Single Diploid Sample Analysis

#~/documnets/input_file/とイメージのdata/を共有ディレクトリとする。ただしdockerを使わないなら１行目は不要。またファイルパスの/data/部分も不要。
docker run --rm -itv /Users/uesaka/Documents/input_file:/data eitanbanks/manta-1.0.3 \
/bin/manta/bin/configManta.py \
--bam=/data/NA12878_S1.bam  \
--referenceFasta=/data/hg19.fa  \
--runDir=/data/output

Joint Diploid Sample Analysis（例えばCEPE familyのコホート（ここではTrio））

docker run --rm -itv /Users/uesaka/Documents/input_file:/data eitanbanks/manta-1.0.3 \
/bin/manta/bin/configManta.py \
--bam=/data/NA12878_S1.cram \
--bam=/data/NA12891_S1.cram \
--bam=/data/NA12892_S1.cram \
--referenceFasta /data/hg19.fa \
--runDir=/data/output

Tumor Normal Analysis（case-contorol）

docker run --rm -itv /Users/uesaka/Documents/input_file:/data eitanbanks/manta-1.0.3 \
/bin/manta/bin/configManta.py \
--normalBam=/data/HCC1187BL.cram \
--tumorBam=/data/HCC1187C.cram \
--referenceFasta=/data/hg19.fa \
--runDir=/data/output

Tumor-Only Analysis

docker run --rm -itv /Users/uesaka/Documents/input_file:/data eitanbanks/manta-1.0.3 \
/bin/manta/bin/configManta.py \
--tumorBam=/data/HCC1187C.cram \
--referenceFasta=/data/hg19.fa \
--runDir=/data/output

３、 Configurationファイルの実行（シングルノードでの実行。SGE clusterのランはGithub参照）(*1)。

#dockerを使わないなら1行目は不要
docker run --rm -itv /Users/uesaka/Documents/input_file:/data eitanbanks/manta-1.0.3 \
data/output/runWorkflow.py -m local -j 8 --memGb=20

ジョブが終わると、germline解析では３つのVCFファイルが出力される（results/variants）。turmor/nomal解析ではさらにもう１つVCFができ（tumorSV.vcf）、合計４つのVCFが出力される。VCFのフォーマットはversion4.1に則っている。ポジションはSVのleft-shifted breakend coordinateが報告される。

１、diploidSV.vcf.gz

２、somaticSV.vcf.gz

３、candidateSV.vcf.gzとそのサブセットのcandidateSmallIndels.vcf.gz

４、tumorSV.vcf.gz

他にもStatisticsファイルが出力される。

１、alignmentStatsSummary.txt

２、svLocusGraphStats.tsv

３、svCandidateGenerationStats.tsv

４、svCandidateGenerationStats.xml

複数サンプルがある場合、bamの@RGのサンプル名（@RGのSM:のところ）をspecificな名前にしてbamを作ってください。bamを作った後に修正するならまとめのsamtools view部分参照。

GIhubだけでもかなり丁寧に説明されています。
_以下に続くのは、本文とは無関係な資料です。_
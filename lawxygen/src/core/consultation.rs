//! Consultation form lifecycle: idle → submitting → submitted → idle.
//!
//! A submission that the submitter rejects lands in `Failed`, which keeps the
//! field values so the visitor can retry. Timing lives in the controller;
//! this module only enforces which transitions are legal.

use thiserror::Error;
use tracing::debug;

use crate::core::types::{FormField, FormFields, Phase};
use crate::core::validation::{ValidationError, validate_request};

#[derive(Debug, Clone, PartialEq, Eq, Error)]
pub enum ConsultationError {
    #[error(transparent)]
    Validation(#[from] ValidationError),
    #[error("form is not editable while {phase}")]
    NotEditable { phase: &'static str },
    #[error("consultation controller has shut down")]
    Closed,
}

/// Field values plus lifecycle phase.
#[derive(Debug, Clone, Default, PartialEq, Eq)]
pub struct ConsultationForm {
    fields: FormFields,
    phase: Phase,
}

impl ConsultationForm {
    pub fn new() -> Self {
        Self::default()
    }

    pub fn fields(&self) -> &FormFields {
        &self.fields
    }

    pub fn phase(&self) -> &Phase {
        &self.phase
    }

    pub fn is_submitting(&self) -> bool {
        self.phase == Phase::Submitting
    }

    pub fn is_submitted(&self) -> bool {
        self.phase == Phase::Submitted
    }

    pub fn is_editable(&self) -> bool {
        matches!(self.phase, Phase::Idle | Phase::Failed { .. })
    }

    /// Overwrite one field. Editing after a failure returns the form to idle.
    pub fn update_field(
        &mut self,
        field: FormField,
        value: impl Into<String>,
    ) -> Result<(), ConsultationError> {
        self.ensure_editable()?;
        self.fields.set(field, value);
        if matches!(self.phase, Phase::Failed { .. }) {
            self.phase = Phase::Idle;
        }
        Ok(())
    }

    /// Validate and enter `Submitting`, returning the values to send.
    ///
    /// On a validation error the phase is left as it was.
    pub fn begin_submit<S: AsRef<str>>(
        &mut self,
        services: &[S],
    ) -> Result<FormFields, ConsultationError> {
        self.ensure_editable()?;
        validate_request(&self.fields, services)?;
        self.phase = Phase::Submitting;
        debug!("consultation submitting");
        Ok(self.fields.clone())
    }

    /// Record the submitter's answer. Returns false if no submission was
    /// pending, leaving the state unchanged.
    pub fn finish_submit(&mut self, result: Result<(), String>) -> bool {
        if !self.is_submitting() {
            return false;
        }
        self.phase = match result {
            Ok(()) => Phase::Submitted,
            Err(reason) => Phase::Failed { reason },
        };
        debug!(phase = self.phase.name(), "consultation submission finished");
        true
    }

    /// Leave the acknowledgement and clear every field.
    ///
    /// Only legal from `Submitted`; returns false otherwise.
    pub fn reset(&mut self) -> bool {
        if !self.is_submitted() {
            return false;
        }
        self.fields = FormFields::default();
        self.phase = Phase::Idle;
        debug!("consultation reset");
        true
    }

    fn ensure_editable(&self) -> Result<(), ConsultationError> {
        if self.is_editable() {
            Ok(())
        } else {
            Err(ConsultationError::NotEditable {
                phase: self.phase.name(),
            })
        }
    }
}
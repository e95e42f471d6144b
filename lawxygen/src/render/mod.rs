//! Server-side rendering of the landing page.
//!
//! Templates are embedded at compile time and auto-escaped as HTML. The
//! renderer is a pure function of config, content, and the two controller
//! snapshots; the client script keeps the page in sync afterwards.

use anyhow::{Context, Result};
use chrono::Datelike;
use minijinja::{Environment, context};
use serde::Serialize;
use tracing::debug;

use crate::content::{MAX_RATING, SiteContent, Testimonial};
use crate::controller::ConsultationSnapshot;
use crate::core::carousel::CarouselState;
use crate::core::types::{FormFields, Notification, Phase};
use crate::io::config::SiteConfig;

const TEMPLATES: [(&str, &str); 7] = [
    ("page.html", include_str!("templates/page.html")),
    ("navbar.html", include_str!("templates/navbar.html")),
    ("hero.html", include_str!("templates/hero.html")),
    ("services.html", include_str!("templates/services.html")),
    ("testimonials.html", include_str!("templates/testimonials.html")),
    ("consultation.html", include_str!("templates/consultation.html")),
    ("footer.html", include_str!("templates/footer.html")),
];

/// Everything one render needs.
pub struct PageView<'a> {
    pub config: &'a SiteConfig,
    pub content: &'a SiteContent,
    pub carousel: CarouselState,
    pub consultation: &'a ConsultationSnapshot,
    /// Session the client script should address its intents to.
    pub session_id: Option<&'a str>,
    pub year: i32,
}

#[derive(Debug, Serialize)]
struct PageContext<'a> {
    title: &'a str,
    scroll_offset_px: u32,
    transition_ms: u64,
    session_id: Option<&'a str>,
    year: i32,
}

#[derive(Debug, Serialize)]
struct SlideContext<'a> {
    testimonial: &'a Testimonial,
    active: bool,
    stars: [bool; MAX_RATING as usize],
}

#[derive(Debug, Serialize)]
struct CarouselContext<'a> {
    active_index: usize,
    locked: bool,
    slides: Vec<SlideContext<'a>>,
}

impl<'a> CarouselContext<'a> {
    fn new(state: CarouselState, testimonials: &'a [Testimonial]) -> Self {
        let slides = testimonials
            .iter()
            .enumerate()
            .map(|(index, testimonial)| SlideContext {
                testimonial,
                active: index == state.active_index(),
                stars: testimonial.stars(),
            })
            .collect();
        Self {
            active_index: state.active_index(),
            locked: state.locked(),
            slides,
        }
    }
}

#[derive(Debug, Serialize)]
struct FormContext<'a> {
    fields: &'a FormFields,
    phase: &'static str,
    reason: Option<&'a str>,
    submitting: bool,
    submitted: bool,
    editable: bool,
    services: Vec<String>,
    notifications: &'a [Notification],
}

impl<'a> FormContext<'a> {
    fn new(snapshot: &'a ConsultationSnapshot, content: &SiteContent) -> Self {
        let reason = match &snapshot.phase {
            Phase::Failed { reason } => Some(reason.as_str()),
            _ => None,
        };
        Self {
            fields: &snapshot.fields,
            phase: snapshot.phase.name(),
            reason,
            submitting: snapshot.is_submitting(),
            submitted: snapshot.is_submitted(),
            editable: matches!(snapshot.phase, Phase::Idle | Phase::Failed { .. }),
            services: content.service_titles(),
            notifications: &snapshot.notifications,
        }
    }
}

/// Template engine wrapper around minijinja.
pub struct PageRenderer {
    env: Environment<'static>,
}

impl Default for PageRenderer {
    fn default() -> Self {
        Self::new()
    }
}

impl PageRenderer {
    pub fn new() -> Self {
        let mut env = Environment::new();
        for (name, source) in TEMPLATES {
            env.add_template(name, source)
                .expect("embedded page template should be valid");
        }
        Self { env }
    }

    pub fn render_page(&self, view: &PageView<'_>) -> Result<String> {
        let page = PageContext {
            title: &view.config.page.title,
            scroll_offset_px: view.config.page.scroll_offset_px,
            transition_ms: view.config.carousel.transition_ms,
            session_id: view.session_id,
            year: view.year,
        };
        let carousel = CarouselContext::new(view.carousel, &view.content.testimonials);
        let consultation = FormContext::new(view.consultation, view.content);

        let template = self.env.get_template("page.html")?;
        let rendered = template
            .render(context! {
                page => page,
                content => view.content,
                carousel => carousel,
                consultation => consultation,
            })
            .context("render page")?;
        debug!(bytes = rendered.len(), session = ?view.session_id, "page rendered");
        Ok(rendered)
    }
}

/// Year shown in the footer copyright line.
pub fn current_year() -> i32 {
    chrono::Local::now().year()
}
まずGithubのマークダウンのマニュアル（リンク）に目を通し、方法論についての詳細は論文（publishされたのはBioinfomaticsジャーナルの"SEQUENCE ANALYSIS"）のsupllementary（ダイレクトリンク）を読んでください。

引用

Manta: rapid detection of structural variants and indels for germline and cancer sequencing applications
Chen X, Schulz-Trieglaff O, Shaw R, Barnes B, Schlesinger F, Källberg M, Cox AJ, Kruglyak S, Saunders CT

Bioinformatics. 2016 Apr 15;32(8):1220-2

"docker run"時、必要に応じてメモリlimitのオプションも使って下さい。

60G以上になるとkillするなら -m "60g" 。